§ **EXERCISE PROMPT**
What is the number of lines below that hold "between"? Answer with that number only.

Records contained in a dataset
————
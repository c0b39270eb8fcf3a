//! # vox-rag
//!
//! Retrieval-augmented question answering over technical documents, with
//! answers narrated to MP3.
//!
//! Documents are split by a [`RecursiveChunker`], embedded through an
//! [`EmbeddingProvider`], and stored in a [`VectorStore`]. A question is
//! answered by a [`VoiceRagPipeline`]: similarity search, one grounded chat
//! completion, and one speech synthesis call. Failures never escape
//! [`VoiceRagPipeline::answer_query`]; they are reported in the
//! [`QueryResult`] status.
//!
//! ## Features
//!
//! | Feature  | What it enables                                            |
//! |----------|------------------------------------------------------------|
//! | `openai` | OpenAI embedding, chat, and speech clients via reqwest     |
//! | `qdrant` | `QdrantVectorStore` via qdrant-client                      |
//! | `pdf`    | PDF text extraction via lopdf                              |
//! | `full`   | All of the above                                           |
//!
//! `openai` and `pdf` are enabled by default.

pub mod chat;
pub mod chunking;
pub mod composer;
pub mod config;
pub mod document;
pub mod embedding;
pub mod error;
pub mod index;
pub mod ingest;
pub mod inmemory;
pub mod narrator;
pub mod pipeline;
pub mod speech;
pub mod vectorstore;

#[cfg(feature = "openai")]
pub mod openai;
#[cfg(feature = "qdrant")]
pub mod qdrant;

pub use chat::{ChatMessage, ChatModel, ChatRole};
pub use chunking::{Chunker, RecursiveChunker, TextSpan};
pub use composer::AnswerComposer;
pub use config::{RagConfig, RagConfigBuilder};
pub use document::{
    DocumentChunk, IndexedVector, QueryResult, QueryStatus, RetrievedMatch, ScoredVector,
    SourceDocument, SourcePage, SourceType,
};
pub use embedding::EmbeddingProvider;
pub use error::{RagError, Result};
pub use index::VectorIndex;
pub use ingest::{DocumentIngestor, load_document};
pub use inmemory::InMemoryVectorStore;
pub use narrator::Narrator;
pub use pipeline::{Answer, IngestReport, VoiceRagPipeline, VoiceRagPipelineBuilder};
pub use speech::{SpeechRequest, SpeechSynthesizer, Voice};
pub use vectorstore::VectorStore;

#[cfg(feature = "openai")]
pub use openai::{OpenAIChatModel, OpenAIConfig, OpenAIEmbeddingProvider, OpenAISpeechSynthesizer};
#[cfg(feature = "qdrant")]
pub use qdrant::QdrantVectorStore;
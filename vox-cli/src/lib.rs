//! # vox-cli
//!
//! Command-line front end for [`vox_rag`].
//!
//! ## Commands
//!
//! - `vox ingest <FILE>...` - parse, chunk, embed and store documents
//! - `vox ask <QUESTION>` - answer from the stored documents and write an MP3
//! - `vox voices` - list the supported voices
//! - `vox console` - interactive session with history
//!
//! `OPENAI_API_KEY` is required. `QDRANT_URL` and `QDRANT_API_KEY` select a
//! Qdrant collection; without them an in-memory store lives for the duration
//! of the process. Variables are also read from a `.env` file.

pub mod cli;
pub mod commands;
pub mod console;
pub mod session;

pub use cli::{Cli, Commands, PipelineOptions};
pub use session::{ConsoleCommand, ConsoleSession};
//! Configuration for the voice RAG pipeline.

use std::path::PathBuf;
use std::time::Duration;

use serde::{Deserialize, Serialize};

use crate::chunking::{DEFAULT_CHUNK_OVERLAP, DEFAULT_CHUNK_SIZE};
use crate::error::{RagError, Result};
use crate::speech::Voice;

/// Default collection name in the vector store.
pub const DEFAULT_COLLECTION: &str = "tech_docs_collection";

/// Default number of matches retrieved per question.
pub const DEFAULT_TOP_K: usize = 3;

/// Default file name prefix for generated audio.
pub const DEFAULT_AUDIO_PREFIX: &str = "tech_docs_response";

/// Configuration parameters for the pipeline.
#[derive(Debug, Clone, Serialize, Deserialize, PartialEq)]
pub struct RagConfig {
    /// Maximum chunk size in characters.
    pub chunk_size: usize,
    /// Maximum number of characters repeated between consecutive chunks.
    pub chunk_overlap: usize,
    /// Number of matches retrieved per question.
    pub top_k: usize,
    /// Voice used when the caller does not pick one.
    pub default_voice: Voice,
    /// Vector store collection holding the chunks.
    pub collection_name: String,
    /// Optional minimum similarity; `None` keeps every hit.
    pub similarity_threshold: Option<f32>,
    /// Upper bound for each external call.
    #[serde(with = "duration_secs")]
    pub request_timeout: Duration,
    /// Scratch directory for generated audio files.
    pub audio_dir: PathBuf,
    /// File name prefix for generated audio.
    pub audio_file_prefix: String,
    /// Delivery instructions passed to the speech model.
    pub narration_instructions: Option<String>,
}

impl Default for RagConfig {
    fn default() -> Self {
        Self {
            chunk_size: DEFAULT_CHUNK_SIZE,
            chunk_overlap: DEFAULT_CHUNK_OVERLAP,
            top_k: DEFAULT_TOP_K,
            default_voice: Voice::default(),
            collection_name: DEFAULT_COLLECTION.to_string(),
            similarity_threshold: None,
            request_timeout: Duration::from_secs(60),
            audio_dir: std::env::temp_dir(),
            audio_file_prefix: DEFAULT_AUDIO_PREFIX.to_string(),
            narration_instructions: None,
        }
    }
}

impl RagConfig {
    /// Create a new builder for constructing a [`RagConfig`].
    pub fn builder() -> RagConfigBuilder {
        RagConfigBuilder::default()
    }

    /// Check that parameters are consistent.
    ///
    /// # Errors
    ///
    /// Returns [`RagError::Config`] if:
    /// - `chunk_size == 0` or `chunk_overlap >= chunk_size`
    /// - `top_k == 0`
    /// - `collection_name` or `audio_file_prefix` is blank
    /// - `request_timeout` is zero
    pub fn validate(&self) -> Result<()> {
        if self.chunk_size == 0 {
            return Err(RagError::Config("chunk_size must be greater than zero".to_string()));
        }
        if self.chunk_overlap >= self.chunk_size {
            return Err(RagError::Config(format!(
                "chunk_overlap ({}) must be less than chunk_size ({})",
                self.chunk_overlap, self.chunk_size
            )));
        }
        if self.top_k == 0 {
            return Err(RagError::Config("top_k must be greater than zero".to_string()));
        }
        if self.collection_name.trim().is_empty() {
            return Err(RagError::Config("collection_name must not be empty".to_string()));
        }
        if self.audio_file_prefix.trim().is_empty() {
            return Err(RagError::Config("audio_file_prefix must not be empty".to_string()));
        }
        if self.request_timeout.is_zero() {
            return Err(RagError::Config("request_timeout must be greater than zero".to_string()));
        }
        Ok(())
    }
}

/// Builder for constructing a validated [`RagConfig`].
#[derive(Debug, Clone, Default)]
pub struct RagConfigBuilder {
    config: RagConfig,
}

impl RagConfigBuilder {
    /// Set the maximum chunk size in characters.
    pub fn chunk_size(mut self, size: usize) -> Self {
        self.config.chunk_size = size;
        self
    }

    /// Set the overlap between consecutive chunks in characters.
    pub fn chunk_overlap(mut self, overlap: usize) -> Self {
        self.config.chunk_overlap = overlap;
        self
    }

    /// Set the number of matches retrieved per question.
    pub fn top_k(mut self, k: usize) -> Self {
        self.config.top_k = k;
        self
    }

    pub fn default_voice(mut self, voice: Voice) -> Self {
        self.config.default_voice = voice;
        self
    }

    pub fn collection_name(mut self, name: impl Into<String>) -> Self {
        self.config.collection_name = name.into();
        self
    }

    /// Drop hits scoring below `threshold`.
    pub fn similarity_threshold(mut self, threshold: f32) -> Self {
        self.config.similarity_threshold = Some(threshold);
        self
    }

    pub fn request_timeout(mut self, timeout: Duration) -> Self {
        self.config.request_timeout = timeout;
        self
    }

    pub fn audio_dir(mut self, dir: impl Into<PathBuf>) -> Self {
        self.config.audio_dir = dir.into();
        self
    }

    pub fn audio_file_prefix(mut self, prefix: impl Into<String>) -> Self {
        self.config.audio_file_prefix = prefix.into();
        self
    }

    pub fn narration_instructions(mut self, instructions: impl Into<String>) -> Self {
        self.config.narration_instructions = Some(instructions.into());
        self
    }

    /// Build the [`RagConfig`], validating that parameters are consistent.
    ///
    /// # Errors
    ///
    /// See [`RagConfig::validate`].
    pub fn build(self) -> Result<RagConfig> {
        self.config.validate()?;
        Ok(self.config)
    }
}

mod duration_secs {
    use std::time::Duration;

    use serde::{Deserialize, Deserializer, Serializer};

    pub fn serialize<S: Serializer>(value: &Duration, serializer: S) -> Result<S::Ok, S::Error> {
        serializer.serialize_f64(value.as_secs_f64())
    }

    pub fn deserialize<'de, D: Deserializer<'de>>(deserializer: D) -> Result<Duration, D::Error> {
        let secs = f64::deserialize(deserializer)?;
        Duration::try_from_secs_f64(secs).map_err(serde::de::Error::custom)
    }
}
————
§ **RESPONSE BOX**
2